Büyük salona girdiğimde insanlar ilk başta baktıkları gibi hemen bana döndüler ve yol açtılar. Ama bu sefer bakışlarında bir minnet ve efendilerine bakıyormuş gibi bir teslim oluşluk vardı. Görebildiğim her yüzde bu ifade oturuyordu.

Boşluğa geldiğimizde elleri bağlı, bir sandalyeye oturtulmuş, bakışları tam bana dönük duran Matilda vardı. Gözlerinde ki korku ifadesi yoktu. Ölmeye değil de öldürülmeye gelmiş gibiydi. Hızlı ve çabuk olması için her şeyimi verirdim. O an onu yapmamak için de her şeyimi verirdim. Ama içimde ki ejder bu yaptığımın doğru olduğunu haykırıyordu. Bunun beni kötü yapacağının bilincindeydim. Ama kontrol altında olmanın getirdiği o sinir, geri kalan tüm duygularımı yok ediyordu.

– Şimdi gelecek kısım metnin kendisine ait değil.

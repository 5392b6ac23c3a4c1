use bevy::core_pipeline::tonemapping::Tonemapping;
use bevy::input::mouse::MouseScrollUnit;
use bevy::{
    input::mouse::{MouseMotion, MouseWheel},
    prelude::*,
    window::{CursorGrabMode, PrimaryWindow},
};

use constants::render_settings::{CAMERA_FAR, CAMERA_FOV_DEGREES, CAMERA_NEAR};

use crate::constants::render_settings::neon_bloom;
use crate::engine::assets::city_config::CityConfig;
use crate::engine::player::controller::Player;

const LOOK_SENSITIVITY: f32 = 0.003;
const PITCH_LIMIT: f32 = 1.0;
const ZOOM_PER_PIXEL: f32 = 0.01;
const ZOOM_PER_LINE: f32 = 1.0;
const MIN_DISTANCE: f32 = 2.0;
const MAX_DISTANCE: f32 = 50.0;
const MIN_EYE_HEIGHT: f32 = 0.2;

/// Third-person orbit around the player.
///
/// `yaw` and `pitch` place the camera on a sphere of radius `distance`
/// centred on the player; the horizontal forward axis derived from `yaw`
/// also steers walking and punching.
#[derive(Component, Debug, Clone, PartialEq)]
pub struct FollowCamera {
    pub distance: f32,
    pub yaw: f32,
    pub pitch: f32,
}

impl Default for FollowCamera {
    fn default() -> Self {
        Self {
            distance: 10.0,
            yaw: 0.0,
            pitch: 0.0,
        }
    }
}

impl FollowCamera {
    pub fn look(&mut self, mouse_delta: Vec2) {
        self.yaw -= mouse_delta.x * LOOK_SENSITIVITY;
        self.pitch = (self.pitch + mouse_delta.y * LOOK_SENSITIVITY).clamp(-PITCH_LIMIT, PITCH_LIMIT);
    }

    /// Positive amounts pull the camera back.
    pub fn zoom(&mut self, amount: f32) {
        self.distance = (self.distance + amount).clamp(MIN_DISTANCE, MAX_DISTANCE);
    }

    /// Horizontal forward and right axes. Forward points from the player
    /// towards the camera.
    pub fn basis(&self) -> (Vec3, Vec3) {
        let forward = Vec3::new(self.yaw.sin(), 0.0, self.yaw.cos());
        let right = Vec3::Y.cross(forward).normalize();
        (forward, right)
    }

    pub fn eye(&self, target: Vec3) -> Vec3 {
        let offset = Vec3::new(
            self.distance * self.pitch.cos() * self.yaw.sin(),
            self.distance * self.pitch.sin(),
            self.distance * self.pitch.cos() * self.yaw.cos(),
        );
        let mut eye = target + offset;
        eye.y = eye.y.max(MIN_EYE_HEIGHT);
        eye
    }

    pub fn transform(&self, target: Vec3) -> Transform {
        let (forward, _) = self.basis();
        Transform::from_translation(self.eye(target)).looking_at(target + forward, Vec3::Y)
    }
}

/// Wheel travel converted to camera distance. Scrolling down moves away.
pub fn scroll_to_zoom(unit: MouseScrollUnit, y: f32) -> f32 {
    match unit {
        MouseScrollUnit::Line => -y * ZOOM_PER_LINE,
        MouseScrollUnit::Pixel => -y * ZOOM_PER_PIXEL,
    }
}

pub fn spawn_follow_camera(commands: &mut Commands, config: &CityConfig, target: Vec3) -> Entity {
    let rig = FollowCamera::default();
    commands
        .spawn((
            Name::new("Follow Camera"),
            Camera3d::default(),
            Camera {
                hdr: true,
                ..default()
            },
            Tonemapping::TonyMcMapface,
            neon_bloom(config.bloom_intensity, config.bloom_threshold),
            Projection::Perspective(PerspectiveProjection {
                fov: CAMERA_FOV_DEGREES.to_radians(),
                near: CAMERA_NEAR,
                far: CAMERA_FAR,
                ..default()
            }),
            rig.transform(target),
            rig,
        ))
        .id()
}

/// Click grabs the cursor, Escape gives it back.
pub fn cursor_grab_system(
    mouse_button: Res<ButtonInput<MouseButton>>,
    keyboard: Res<ButtonInput<KeyCode>>,
    mut windows: Query<&mut Window, With<PrimaryWindow>>,
) {
    let Ok(mut window) = windows.single_mut() else {
        return;
    };

    if mouse_button.just_pressed(MouseButton::Left)
        && window.cursor_options.grab_mode == CursorGrabMode::None
    {
        window.cursor_options.grab_mode = CursorGrabMode::Locked;
        window.cursor_options.visible = false;
    }

    if keyboard.just_pressed(KeyCode::Escape) {
        window.cursor_options.grab_mode = CursorGrabMode::None;
        window.cursor_options.visible = true;
    }
}

pub fn follow_camera_system(
    mut mouse_motion: EventReader<MouseMotion>,
    mut scroll_events: EventReader<MouseWheel>,
    windows: Query<&Window, With<PrimaryWindow>>,
    players: Query<&Transform, (With<Player>, Without<FollowCamera>)>,
    mut cameras: Query<(&mut FollowCamera, &mut Transform)>,
) {
    let Ok((mut rig, mut camera_transform)) = cameras.single_mut() else {
        return;
    };

    let mouse_delta: Vec2 = mouse_motion.read().map(|m| m.delta).sum();
    let locked = windows
        .single()
        .is_ok_and(|w| w.cursor_options.grab_mode != CursorGrabMode::None);
    if locked && mouse_delta != Vec2::ZERO {
        rig.look(mouse_delta);
    }

    let zoom: f32 = scroll_events.read().map(|ev| scroll_to_zoom(ev.unit, ev.y)).sum();
    if zoom != 0.0 {
        rig.zoom(zoom);
    }

    if let Ok(player) = players.single() {
        *camera_transform = rig.transform(player.translation);
    }
}

#[cfg(test)]
mod tests {
    use super::*;

    fn approx(a: Vec3, b: Vec3) -> bool {
        (a - b).length() < 1e-4
    }

    #[test]
    fn default_rig_sits_behind_the_player() {
        let rig = FollowCamera::default();
        assert!(approx(rig.eye(Vec3::ZERO), Vec3::new(0.0, 0.2, 10.0)));
        let (forward, right) = rig.basis();
        assert!(approx(forward, Vec3::Z));
        assert!(approx(right, Vec3::X));
    }

    #[test]
    fn pitch_is_clamped_and_yaw_follows_the_mouse() {
        let mut rig = FollowCamera::default();
        rig.look(Vec2::new(100.0, 1000.0));
        assert!((rig.yaw + 0.3).abs() < 1e-6);
        assert_eq!(rig.pitch, 1.0);
        rig.look(Vec2::new(0.0, -5000.0));
        assert_eq!(rig.pitch, -1.0);
    }

    #[test]
    fn eye_never_drops_below_the_floor() {
        let rig = FollowCamera {
            pitch: -1.0,
            ..default()
        };
        assert_eq!(rig.eye(Vec3::new(0.0, 0.5, 0.0)).y, 0.2);
    }

    #[test]
    fn zoom_is_bounded() {
        let mut rig = FollowCamera::default();
        rig.zoom(scroll_to_zoom(MouseScrollUnit::Pixel, -300.0));
        assert!((rig.distance - 13.0).abs() < 1e-5);
        rig.zoom(scroll_to_zoom(MouseScrollUnit::Line, 100.0));
        assert_eq!(rig.distance, 2.0);
        rig.zoom(scroll_to_zoom(MouseScrollUnit::Line, -100.0));
        assert_eq!(rig.distance, 50.0);
    }

    #[test]
    fn camera_tracks_the_player() {
        let mut app = App::new();
        app.add_event::<MouseMotion>()
            .add_event::<MouseWheel>()
            .add_systems(Update, follow_camera_system);

        app.world_mut()
            .spawn((Player::default(), Transform::from_xyz(4.0, 0.5, -2.0)));
        let camera = app
            .world_mut()
            .spawn((FollowCamera::default(), Transform::IDENTITY))
            .id();

        app.update();

        let transform = app.world().get::<Transform>(camera).unwrap();
        assert!(approx(transform.translation, Vec3::new(4.0, 0.5, 8.0)));
        let looking = *transform.forward();
        assert!(looking.z < -0.9);
    }

    #[test]
    fn click_locks_the_cursor_and_escape_frees_it() {
        let mut app = App::new();
        app.init_resource::<ButtonInput<MouseButton>>()
            .init_resource::<ButtonInput<KeyCode>>()
            .add_systems(Update, cursor_grab_system);
        let window = app.world_mut().spawn((Window::default(), PrimaryWindow)).id();

        app.world_mut()
            .resource_mut::<ButtonInput<MouseButton>>()
            .press(MouseButton::Left);
        app.update();
        let cursor = &app.world().get::<Window>(window).unwrap().cursor_options;
        assert_eq!(cursor.grab_mode, CursorGrabMode::Locked);
        assert!(!cursor.visible);

        app.world_mut().resource_mut::<ButtonInput<MouseButton>>().clear();
        app.world_mut()
            .resource_mut::<ButtonInput<KeyCode>>()
            .press(KeyCode::Escape);
        app.update();
        let cursor = &app.world().get::<Window>(window).unwrap().cursor_options;
        assert_eq!(cursor.grab_mode, CursorGrabMode::None);
        assert!(cursor.visible);
    }
}
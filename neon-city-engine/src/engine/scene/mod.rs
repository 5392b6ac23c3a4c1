//! City generation and the static scene.
//!
//! Pure building plans and placement rules, plus the spawners that turn them
//! into entities: buildings, ground, lights and vehicle models.

/// Seeded building layout, dimensions, windows, doors and banners.
pub mod building_plan;

/// Building entity assembly from a plan.
pub mod buildings;

/// Ground plane and puddles.
pub mod ground;

/// Ambient light, sun and moon.
pub mod lighting;

/// Footprints, open-space sampling and movement blocking.
pub mod placement;

/// Neon car assembly with headlight spots and beams.
pub mod vehicle_model;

'Sevgili halkım. Bugün burada, ejderlerin son lordu olan William'ın, Matilda'yı kurban ederek bize bağlı olduğunu kanıtlamak için bulunuyoruz'

Arthur öne geçip bu konuşmayı yaparken, arkama yan yana dizilmiş olan, Matt, Ariana, büyükbabam ve Jane'e baktım. Ariana gözleri dolu dolu etrafı izlerken, büyükbabam ve Jane hala kendi aralarında konuşuyorlardı. Matt'in gözü ise nefretle parlayan ışığıyla, babasındaydı. Babasının halk ile yaptığı konuşmayı iğrenerek dinliyordu.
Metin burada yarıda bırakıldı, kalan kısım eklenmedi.